David and Davey

Canada's senior gay male fiction writer turns 81 this August


David Watmough turns 81 this August. Called “the senior gay male fiction writer in Canada” by BC Bookworld, he appears in this column because, in his own words, “my subject matter includes the demographic evolution of my city perceived through a gay sensibility…”

A prolific author and broadcaster, he is best known for his Davey Bryant cycle, the fictional autobiography of “a 20th-century man who happens to be an author, an immigrant and a homosexual.”

Davey Bryant–the author’s alter ego–is a British immigrant, arriving in Vancouver via San Francisco in the 1960s. A gay everyman of sorts, Davey guides the reader through four decades of change, as Vancouver slowly matures as a city and a gay and lesbian Mecca.

Here are some favourite views of Vancouver, drawn from Watmough’s novels and short stories:

The tell-tale bangle

Fellow vacationers eye Davey coldly. It occurs to him that this may be due to his “slightly effeminate appearance in that I was wearing a multi-colored shirt with short sleeves which revealed a bangle on my wrist which friends had given me on my fortieth birthday. A gang of drunken youths had shouted derisively at me back home in Vancouver when walking the dogs along the beach, the previous week. I had been similarly clad and had sported identical jewellery. The memory of the incident was unpleasantly vivid and was frequently recurrent.”

Bars

Davey is taken by a young female friend to the Gandydancer, a bar popular with the twinks of the period: “It was… a light flashing, go-go prancing warehouse space… with a small, jammed, dance floor. I couldn’t distinguish between the head-achy thunder under my skull and the external taped bedlam to which the packed and squirming young were shaking their bodies.”

Opera queens

Davey attends a performance of Lucrezia Borgia with Joan Sutherland at the Queen Elizabeth Theatre: “The audience was mixed… with the socialite groups of tuxedos and sequined gowns… and a substantial contingent of slim young men, penguined or otherwise, who laughed and nudged among themselves and perhaps held their plastic glasses more daintily than did the older and plumper establishment…”

Homophobia

Davey is to interview the famous photographer Kingston Mann. As he walks towards Mann’s house, he runs across the following graffiti: I HATE QUEERS. The author turns out to be Kingston Mann himself.

“It’s not you as an individual so much,” says Mann. “But what you people stand for sticks in my craw.”

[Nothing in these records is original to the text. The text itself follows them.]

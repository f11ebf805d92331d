//! Shared region: a [`RegionState`] header followed by the ring bytes, in one
//! named segment.
//!
//! `write` and `read` never block. They copy as much as the ring allows right
//! now, possibly in two chunks when the transfer wraps past the physical end,
//! and return how many bytes moved. Blocking is layered on top by the caller
//! using [`SharedRegion::wait_reader`] / [`SharedRegion::wait_writer`].

use crate::cancel::CancelToken;
use crate::error::{RegionError, RegionResult, check_range};
use crate::ring::{Cursors, advance, buffer_size_for};
use crate::shm_layout::{HEADER_SIZE, RegionState, StreamState, bytes_for_region};
use crate::signal::{self, WaitOutcome};
use basalt_mmap::{SharedSegment, ShmFacility};
use std::ptr;
use std::time::Duration;

/// One process's handle on a stream segment.
///
/// The host creates and initialises the segment; the client opens it by name
/// and learns the ring size from the header. Either side may write or read,
/// but a given segment must have exactly one writer and one reader.
pub struct SharedRegion {
    /// Owns the mapping lifetime; `base` points into it.
    segment: SharedSegment,
    /// Start of the mapped segment (header location).
    base: *mut u8,
    /// Local copy of the ring length, validated once at open.
    buffer_size: u64,
}

// SAFETY: the region owns its mapping and `base` is only dereferenced through
// `&self`/`&mut self`. Moving the handle to another thread is fine; sharing it
// is not, so there is deliberately no `Sync`.
unsafe impl Send for SharedRegion {}

impl SharedRegion {
    /// Create a new segment under the platform shared-memory facility.
    pub fn create_host(name: &str, capacity: u64) -> RegionResult<Self> {
        Self::create_host_in(&ShmFacility::detect()?, name, capacity)
    }

    /// Create a new segment with room for `capacity` bytes in flight.
    ///
    /// The segment is `HEADER_SIZE + capacity + 1` bytes; the header starts
    /// with both cursors at 0, no flags and both signals cleared.
    pub fn create_host_in(facility: &ShmFacility, name: &str, capacity: u64) -> RegionResult<Self> {
        if capacity == 0 {
            return Err(RegionError::InvalidCapacity(capacity));
        }
        let buffer_size = buffer_size_for(capacity).ok_or(RegionError::InvalidCapacity(capacity))?;
        let total = bytes_for_region(buffer_size)
            .filter(|&total| usize::try_from(total).is_ok())
            .ok_or(RegionError::InvalidCapacity(capacity))?;

        let mut segment = SharedSegment::create(facility, name, total)?;
        let base = segment.as_mut_ptr();
        debug_assert_eq!(base as usize % align_of::<RegionState>(), 0);

        let region = Self {
            segment,
            base,
            buffer_size,
        };
        region.state().init(buffer_size);

        tracing::info!(segment = name, capacity, "hosting shared region");
        Ok(region)
    }

    /// Open an existing segment under the platform shared-memory facility.
    pub fn open_client(name: &str) -> RegionResult<Self> {
        Self::open_client_in(&ShmFacility::detect()?, name)
    }

    /// Open an existing segment created by a host.
    ///
    /// Maps the header alone first, reads the ring size, then remaps the full
    /// segment. The header is never re-initialised by the client.
    pub fn open_client_in(facility: &ShmFacility, name: &str) -> RegionResult<Self> {
        let mut segment = SharedSegment::open_header(facility, name, HEADER_SIZE)?;

        let buffer_size = {
            // SAFETY: the mapping is at least HEADER_SIZE bytes and page aligned.
            let state = unsafe { &*(segment.as_mut_ptr() as *const RegionState) };
            if let Err(reason) = state.validate() {
                tracing::warn!(segment = name, reason, "refusing shared region");
                return Err(RegionError::Corrupt(reason));
            }
            state.buffer_size()
        };

        // validate() guarantees this fits in usize
        segment.remap(HEADER_SIZE + buffer_size as usize)?;
        let base = segment.as_mut_ptr();

        tracing::info!(segment = name, capacity = buffer_size - 1, "joined shared region");
        Ok(Self {
            segment,
            base,
            buffer_size,
        })
    }

    /// Returns a reference to the region header.
    #[inline(always)]
    pub fn state(&self) -> &RegionState {
        // SAFETY: base points to a RegionState that was initialised by the host
        // and validated (client) or written (host) before construction finished.
        unsafe { &*(self.base as *const RegionState) }
    }

    #[inline(always)]
    fn ring_ptr(&self) -> *mut u8 {
        // SAFETY: the mapping covers HEADER_SIZE + buffer_size bytes.
        unsafe { self.base.add(HEADER_SIZE) }
    }

    #[inline]
    fn cursors(&self) -> Cursors {
        let state = self.state();
        Cursors {
            buffer_size: self.buffer_size,
            writer: state.writer_index(),
            reader: state.reader_index(),
        }
    }

    pub fn name(&self) -> &str {
        self.segment.name()
    }

    pub fn is_host(&self) -> bool {
        self.segment.is_host()
    }

    /// Ring length in bytes (capacity + 1).
    pub fn buffer_size(&self) -> u64 {
        self.buffer_size
    }

    /// Most bytes that can be in flight at once.
    pub fn capacity(&self) -> u64 {
        self.buffer_size - 1
    }

    /// The space available to write, in bytes.
    pub fn available_space(&self) -> u64 {
        self.cursors().available_space()
    }

    /// The number of bytes available to read.
    pub fn available_data(&self) -> u64 {
        self.cursors().available_data()
    }

    /// Copy up to `count` bytes of `data[offset..]` into the ring.
    ///
    /// Returns the number of bytes copied, which is less than `count` when the
    /// ring fills up (0 if it was already full). After every chunk the writer
    /// cursor is advanced and then the writer signal raised.
    ///
    /// # Errors
    /// `OutOfRange` if `offset + count` exceeds `data.len()`; nothing is copied.
    pub fn write(&mut self, data: &[u8], offset: usize, count: usize) -> RegionResult<usize> {
        check_range(offset, count, data.len())?;

        let mut copied = 0usize;
        while copied < count {
            let cursors = self.cursors();
            let chunk = cursors.write_chunk((count - copied) as u64) as usize;
            if chunk == 0 {
                break;
            }

            // SAFETY: the source range lies inside `data` (checked above) and
            // the destination stops at min(reader - 1, buffer end), so it is
            // inside the ring and not visible to the reader until the cursor
            // store below.
            unsafe {
                ptr::copy_nonoverlapping(
                    data.as_ptr().add(offset + copied),
                    self.ring_ptr().add(cursors.writer as usize),
                    chunk,
                );
            }

            let state = self.state();
            state.store_writer_index(advance(cursors.writer, chunk as u64, self.buffer_size));
            state.writer_signal().signal();

            tracing::trace!(at = cursors.writer, chunk, "ring write");
            copied += chunk;
        }
        Ok(copied)
    }

    /// Copy up to `count` bytes out of the ring into `buf[offset..]`.
    ///
    /// Returns the number of bytes copied, which is less than `count` when the
    /// ring runs dry (0 if it was already empty). After every chunk the reader
    /// cursor is advanced and then the reader signal raised.
    ///
    /// # Errors
    /// `OutOfRange` if `offset + count` exceeds `buf.len()`; nothing is copied.
    pub fn read(&mut self, buf: &mut [u8], offset: usize, count: usize) -> RegionResult<usize> {
        check_range(offset, count, buf.len())?;

        let mut copied = 0usize;
        while copied < count {
            let cursors = self.cursors();
            let chunk = cursors.read_chunk((count - copied) as u64) as usize;
            if chunk == 0 {
                break;
            }

            // SAFETY: the source stops at min(writer, buffer end) so it only
            // covers bytes the writer has published; the destination lies
            // inside `buf` (checked above).
            unsafe {
                ptr::copy_nonoverlapping(
                    self.ring_ptr().add(cursors.reader as usize),
                    buf.as_mut_ptr().add(offset + copied),
                    chunk,
                );
            }

            let state = self.state();
            state.store_reader_index(advance(cursors.reader, chunk as u64, self.buffer_size));
            state.reader_signal().signal();

            tracing::trace!(at = cursors.reader, chunk, "ring read");
            copied += chunk;
        }
        Ok(copied)
    }

    /// Write as much of `data` as fits.
    pub fn write_slice(&mut self, data: &[u8]) -> usize {
        // a whole slice is always in range
        self.write(data, 0, data.len()).unwrap_or(0)
    }

    /// Read as much as is available into `buf`.
    pub fn read_slice(&mut self, buf: &mut [u8]) -> usize {
        let len = buf.len();
        self.read(buf, 0, len).unwrap_or(0)
    }

    /// Wait until the reader frees space (consumes the reader signal).
    pub fn wait_reader(&self, timeout: Option<Duration>, cancel: &CancelToken) -> WaitOutcome {
        self.state().reader_signal().wait(timeout, cancel)
    }

    /// Wait until the writer publishes data (consumes the writer signal).
    pub fn wait_writer(&self, timeout: Option<Duration>, cancel: &CancelToken) -> WaitOutcome {
        self.state().writer_signal().wait(timeout, cancel)
    }

    /// Wait until every flag in `flags` has been raised (by either side).
    pub fn wait_for_state(
        &self,
        flags: StreamState,
        timeout: Option<Duration>,
        cancel: &CancelToken,
    ) -> WaitOutcome {
        let state = self.state();
        signal::wait_until(|| state.stream_state().contains(flags), timeout, cancel)
    }

    /// Copy of the raw ring bytes, in physical order.
    #[cfg(test)]
    pub(crate) fn ring_snapshot(&self) -> Vec<u8> {
        let mut out = vec![0u8; self.buffer_size as usize];
        // SAFETY: the ring is buffer_size bytes long.
        unsafe { ptr::copy_nonoverlapping(self.ring_ptr(), out.as_mut_ptr(), out.len()) };
        out
    }
}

“What I stand for,” Davey replies, “is for me. I’m not a goddamn cause!”

Mann explains his theory of the homosexual mafia: “When I started out I wanted to be a fashion photographer… You guys had everything sewn up. Fairysville wasn’t in it! Later I found out it was the same in all the arts. You give one another jobs whether you’re any good or not. Look at the CBC for Chrissakes!”

 

Scandal, delightful scandal!

A stranger hates Davey for no apparent reason. Davey’s lover shares some gossip about the man, whose name is Harvey: “Years ago, you see, he lived with another man. They were both youngish…. Anyway, Harvey gets ambitious and sees that his relationship is not proving much of an asset in the Vancouver of the period… Early fifties sounds right. So he takes up with a young socialite who if not pretty is as rich as Croesus…

“The wedding duly went off. A really swell affair at Christ Church Cathedral with the Lieutenant Governor putting in an appearance… Then after the marriage, the scandal really begins to pick up. Harvey and his boyfriend… decided that they couldn’t stand to be alone, even for the length of a honeymoon. So all three departed together. They left first for San Francisco… and finally showed up at The Empress in Victoria. By this time social Vancouver is in an uproar. Snapshots were produced showing à trois picnics on tropical beaches…”

Backyard bitches

Davey and his lover Ken are entertaining in the backyard of their house in Kitsilano. They have several friends, new and old, straight and gay, including, “Henry Brent, a morose old queen who taught music in high school, had bitchy words with an equally saturnine drama teacher from one of the community colleges which had just come into being. Their area of conflict centered on the talent–or the lack of it–owned by the late Judy Garland.”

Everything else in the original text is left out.